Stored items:
++++++

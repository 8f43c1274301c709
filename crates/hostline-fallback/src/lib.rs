//! Generative-fallback collaborator client.
//!
//! Invoked only when the classifier finds no keyword or FAQ match. The
//! client calls an OpenAI-style chat-completions endpoint with a fixed
//! system instruction and the raw utterance, bounded by a short
//! timeout.
//!
//! The collaborator is optional and untrusted: a missing credential is
//! a valid configuration, and every failure mode is reported through
//! [`FallbackOutcome`](hostline_dialog::FallbackOutcome) rather than an
//! error type, so a failed call can never propagate to the caller.

pub mod client;
pub mod config;

pub use client::FallbackClient;
pub use config::FallbackConfig;
//! Webhook handlers for the telephony provider's call-control events.
//!
//! Two logical endpoints: `/incoming-call` for the call-start event (no
//! utterance yet) and `/voice` for each speech-turn event. Both always
//! answer `200` with a TwiML document — a failed turn becomes a spoken
//! error reply rather than an HTTP error, so the provider never drops
//! the call.

use crate::AppState;
use axum::{
    body::Bytes,
    extract::Extension,
    http::{header, HeaderMap},
    response::{IntoResponse, Response},
    Json,
};
use futures_util::FutureExt;
use hostline_dialog::{classify, compose, Segment, Selection};
use serde::Deserialize;
use serde_json::{json, Value};
use std::panic::AssertUnwindSafe;
use std::sync::Arc;

/// Spoken when a speech-turn handler fails unexpectedly.
const TURN_ERROR_LINE: &str =
    "Sorry, there was an error processing your request. Please try again.";

/// Spoken when the call-start handler fails unexpectedly.
const CALL_START_ERROR_LINE: &str = "Sorry, there was an error. Please try again later.";

/// One parsed call-control event. Fields the provider did not send
/// stay `None`; an unparseable body degrades to the default.
#[derive(Debug, Default, Deserialize)]
struct VoiceEvent {
    #[serde(rename = "SpeechResult", default)]
    speech_result: Option<String>,
}

/// Handler for `GET /`.
pub async fn index_handler() -> Json<Value> {
    Json(json!({ "message": "Restaurant Voice Bot is running!" }))
}

/// Handler for `GET|POST /incoming-call`.
///
/// Greets the caller and opens the first gather step. The trailing
/// no-input line only plays if the gather times out, and this path
/// never consults the fallback collaborator.
pub async fn incoming_call_handler() -> Response {
    tracing::info!("handling incoming call");
    guarded(async { xml_response(&compose::call_start()) }, CALL_START_ERROR_LINE).await
}

/// Handler for `POST /voice`.
///
/// Classifies the transcribed utterance and answers with one of the
/// three reply shapes: agent transfer, FAQ/intent answer, or fallback.
pub async fn voice_handler(
    Extension(state): Extension<Arc<AppState>>,
    headers: HeaderMap,
    body: Bytes,
) -> Response {
    guarded(voice_turn(state, headers, body), TURN_ERROR_LINE).await
}

async fn voice_turn(state: Arc<AppState>, headers: HeaderMap, body: Bytes) -> Response {
    let event = parse_event(&headers, &body);
    let utterance = event.speech_result.unwrap_or_default();

    tracing::info!(utterance = %utterance, "received speech turn");

    let selection = classify(&utterance, &state.faq);

    let segments = match &selection {
        Selection::AgentTransfer => compose::agent_transfer(state.support_number.as_deref()),
        Selection::NoMatch => {
            let outcome = state.fallback.reply(&utterance).await;
            compose::fallback(&outcome)
        }
        answered => compose::answer(answered.answer_text().unwrap_or_default()),
    };

    xml_response(&segments)
}

/// Runs a handler body, converting a panic into a minimal spoken error
/// reply with a success status so the call is not silently dropped.
async fn guarded(
    inner: impl std::future::Future<Output = Response>,
    error_line: &str,
) -> Response {
    match AssertUnwindSafe(inner).catch_unwind().await {
        Ok(response) => response,
        Err(_) => {
            tracing::error!("voice handler panicked, returning spoken error reply");
            xml_response(&[Segment::Say(error_line.to_string())])
        }
    }
}

/// Parses the webhook body, accepting both JSON and form encoding.
///
/// Content-type decides the first attempt; a JSON body that fails to
/// parse falls back to form decoding, and anything still unparseable
/// degrades to an empty event rather than failing the request.
fn parse_event(headers: &HeaderMap, body: &Bytes) -> VoiceEvent {
    let content_type = headers
        .get(header::CONTENT_TYPE)
        .and_then(|value| value.to_str().ok())
        .unwrap_or_default();

    if content_type.contains("application/json") {
        match serde_json::from_slice(body) {
            Ok(event) => return event,
            Err(e) => {
                tracing::debug!(error = %e, "json body parse failed, trying form encoding");
            }
        }
    }

    serde_urlencoded::from_bytes(body).unwrap_or_else(|e| {
        tracing::debug!(error = %e, "unparseable webhook body, treating as empty utterance");
        VoiceEvent::default()
    })
}

fn xml_response(segments: &[Segment]) -> Response {
    let twiml = hostline_twiml::render(segments);
    tracing::debug!(twiml = %twiml, "returning call-control markup");
    ([(header::CONTENT_TYPE, "application/xml")], twiml).into_response()
}
//! Configuration for the generative-fallback collaborator.

use serde::Deserialize;
use std::fmt;

fn default_model() -> String {
    "gpt-4o-mini".to_string()
}

fn default_base_url() -> String {
    "https://api.openai.com/v1/chat/completions".to_string()
}

fn default_timeout_secs() -> u64 {
    20
}

/// Settings for the chat-completions fallback client.
///
/// `api_key` is optional: without one the client answers
/// `Unconfigured` deterministically and never touches the network.
#[derive(Clone, Deserialize)]
pub struct FallbackConfig {
    /// API key for the chat-completions endpoint.
    #[serde(default)]
    pub api_key: Option<String>,

    /// Model name sent with each request.
    #[serde(default = "default_model")]
    pub model: String,

    /// Chat-completions endpoint URL.
    #[serde(default = "default_base_url")]
    pub base_url: String,

    /// Whole-request timeout in seconds.
    #[serde(default = "default_timeout_secs")]
    pub timeout_secs: u64,
}

impl Default for FallbackConfig {
    fn default() -> Self {
        Self {
            api_key: None,
            model: default_model(),
            base_url: default_base_url(),
            timeout_secs: default_timeout_secs(),
        }
    }
}

impl fmt::Debug for FallbackConfig {
    fn fmt(&self, f: &mut fmt::Formatter<'_>) -> fmt::Result {
        f.debug_struct("FallbackConfig")
            .field(
                "api_key",
                &self.api_key.as_ref().map(|_| "[REDACTED]"),
            )
            .field("model", &self.model)
            .field("base_url", &self.base_url)
            .field("timeout_secs", &self.timeout_secs)
            .finish()
    }
}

++++++

:: REQUIRED ACTION ::
Exactly as written, transcribe each line of the data.

:: SOLUTION TO THIS PROBLEM ::
repository 8f43c1274301c709
filename crates/hostline-fallback/src/lib.rs
//! Generative-fallback collaborator client.
//!
//! Invoked only when the classifier finds no keyword or FAQ match. The
//! client calls an OpenAI-style chat-completions endpoint with a fixed
//! system instruction and the raw utterance, bounded by a short
//! timeout.
//!
//! The collaborator is optional and untrusted: a missing credential is
//! a valid configuration, and every failure mode is reported through
//! [`FallbackOutcome`](hostline_dialog::FallbackOutcome) rather than an
//! error type, so a failed call can never propagate to the caller.

pub mod client;
pub mod config;

pub use client::FallbackClient;
pub use config::FallbackConfig;
//! Webhook handlers for the telephony provider's call-control events.
//!
//! Two logical endpoints: `/incoming-call` for the call-start event (no
//! utterance yet) and `/voice` for each speech-turn event. Both always
//! answer `200` with a TwiML document — a failed turn becomes a spoken
//! error reply rather than an HTTP error, so the provider never drops
//! the call.

use crate::AppState;
use axum::{
    body::Bytes,
    extract::Extension,
    http::{header, HeaderMap},
    response::{IntoResponse, Response},
    Json,
};
use futures_util::FutureExt;
use hostline_dialog::{classify, compose, Segment, Selection};
use serde::Deserialize;
use serde_json::{json, Value};
use std::panic::AssertUnwindSafe;
use std::sync::Arc;

/// Spoken when a speech-turn handler fails unexpectedly.
const TURN_ERROR_LINE: &str =
    "Sorry, there was an error processing your request. Please try again.";

/// Spoken when the call-start handler fails unexpectedly.
const CALL_START_ERROR_LINE: &str = "Sorry, there was an error. Please try again later.";

/// One parsed call-control event. Fields the provider did not send
/// stay `None`; an unparseable body degrades to the default.
#[derive(Debug, Default, Deserialize)]
struct VoiceEvent {
    #[serde(rename = "SpeechResult", default)]
    speech_result: Option<String>,
}

/// Handler for `GET /`.
pub async fn index_handler() -> Json<Value> {
    Json(json!({ "message": "Restaurant Voice Bot is running!" }))
}

/// Handler for `GET|POST /incoming-call`.
///
/// Greets the caller and opens the first gather step. The trailing
/// no-input line only plays if the gather times out, and this path
/// never consults the fallback collaborator.
pub async fn incoming_call_handler() -> Response {
    tracing::info!("handling incoming call");
    guarded(async { xml_response(&compose::call_start()) }, CALL_START_ERROR_LINE).await
}

/// Handler for `POST /voice`.
///
/// Classifies the transcribed utterance and answers with one of the
/// three reply shapes: agent transfer, FAQ/intent answer, or fallback.
pub async fn voice_handler(
    Extension(state): Extension<Arc<AppState>>,
    headers: HeaderMap,
    body: Bytes,
) -> Response {
    guarded(voice_turn(state, headers, body), TURN_ERROR_LINE).await
}

async fn voice_turn(state: Arc<AppState>, headers: HeaderMap, body: Bytes) -> Response {
    let event = parse_event(&headers, &body);
    let utterance = event.speech_result.unwrap_or_default();

    tracing::info!(utterance = %utterance, "received speech turn");

    let selection = classify(&utterance, &state.faq);

    let segments = match &selection {
        Selection::AgentTransfer => compose::agent_transfer(state.support_number.as_deref()),
        Selection::NoMatch => {
            let outcome = state.fallback.reply(&utterance).await;
            compose::fallback(&outcome)
        }
        answered => compose::answer(answered.answer_text().unwrap_or_default()),
    };

    xml_response(&segments)
}

/// Runs a handler body, converting a panic into a minimal spoken error
/// reply with a success status so the call is not silently dropped.
async fn guarded(
    inner: impl std::future::Future<Output = Response>,
    error_line: &str,
) -> Response {
    match AssertUnwindSafe(inner).catch_unwind().await {
        Ok(response) => response,
        Err(_) => {
            tracing::error!("voice handler panicked, returning spoken error reply");
            xml_response(&[Segment::Say(error_line.to_string())])
        }
    }
}

/// Parses the webhook body, accepting both JSON and form encoding.
///
/// Content-type decides the first attempt; a JSON body that fails to
/// parse falls back to form decoding, and anything still unparseable
/// degrades to an empty event rather than failing the request.
fn parse_event(headers: &HeaderMap, body: &Bytes) -> VoiceEvent {
    let content_type = headers
        .get(header::CONTENT_TYPE)
        .and_then(|value| value.to_str().ok())
        .unwrap_or_default();

    if content_type.contains("application/json") {
        match serde_json::from_slice(body) {
            Ok(event) => return event,
            Err(e) => {
                tracing::debug!(error = %e, "json body parse failed, trying form encoding");
            }
        }
    }

    serde_urlencoded::from_bytes(body).unwrap_or_else(|e| {
        tracing::debug!(error = %e, "unparseable webhook body, treating as empty utterance");
        VoiceEvent::default()
    })
}

fn xml_response(segments: &[Segment]) -> Response {
    let twiml = hostline_twiml::render(segments);
    tracing::debug!(twiml = %twiml, "returning call-control markup");
    ([(header::CONTENT_TYPE, "application/xml")], twiml).into_response()
}
//! Configuration for the generative-fallback collaborator.

use serde::Deserialize;
use std::fmt;

fn default_model() -> String {
    "gpt-4o-mini".to_string()
}

fn default_base_url() -> String {
    "https://api.openai.com/v1/chat/completions".to_string()
}

fn default_timeout_secs() -> u64 {
    20
}

/// Settings for the chat-completions fallback client.
///
/// `api_key` is optional: without one the client answers
/// `Unconfigured` deterministically and never touches the network.
#[derive(Clone, Deserialize)]
pub struct FallbackConfig {
    /// API key for the chat-completions endpoint.
    #[serde(default)]
    pub api_key: Option<String>,

    /// Model name sent with each request.
    #[serde(default = "default_model")]
    pub model: String,

    /// Chat-completions endpoint URL.
    #[serde(default = "default_base_url")]
    pub base_url: String,

    /// Whole-request timeout in seconds.
    #[serde(default = "default_timeout_secs")]
    pub timeout_secs: u64,
}

impl Default for FallbackConfig {
    fn default() -> Self {
        Self {
            api_key: None,
            model: default_model(),
            base_url: default_base_url(),
            timeout_secs: default_timeout_secs(),
        }
    }
}

impl fmt::Debug for FallbackConfig {
    fn fmt(&self, f: &mut fmt::Formatter<'_>) -> fmt::Result {
        f.debug_struct("FallbackConfig")
            .field(
                "api_key",
                &self.api_key.as_ref().map(|_| "[REDACTED]"),
            )
            .field("model", &self.model)
            .field("base_url", &self.base_url)
            .field("timeout_secs", &self.timeout_secs)
            .finish()
    }
}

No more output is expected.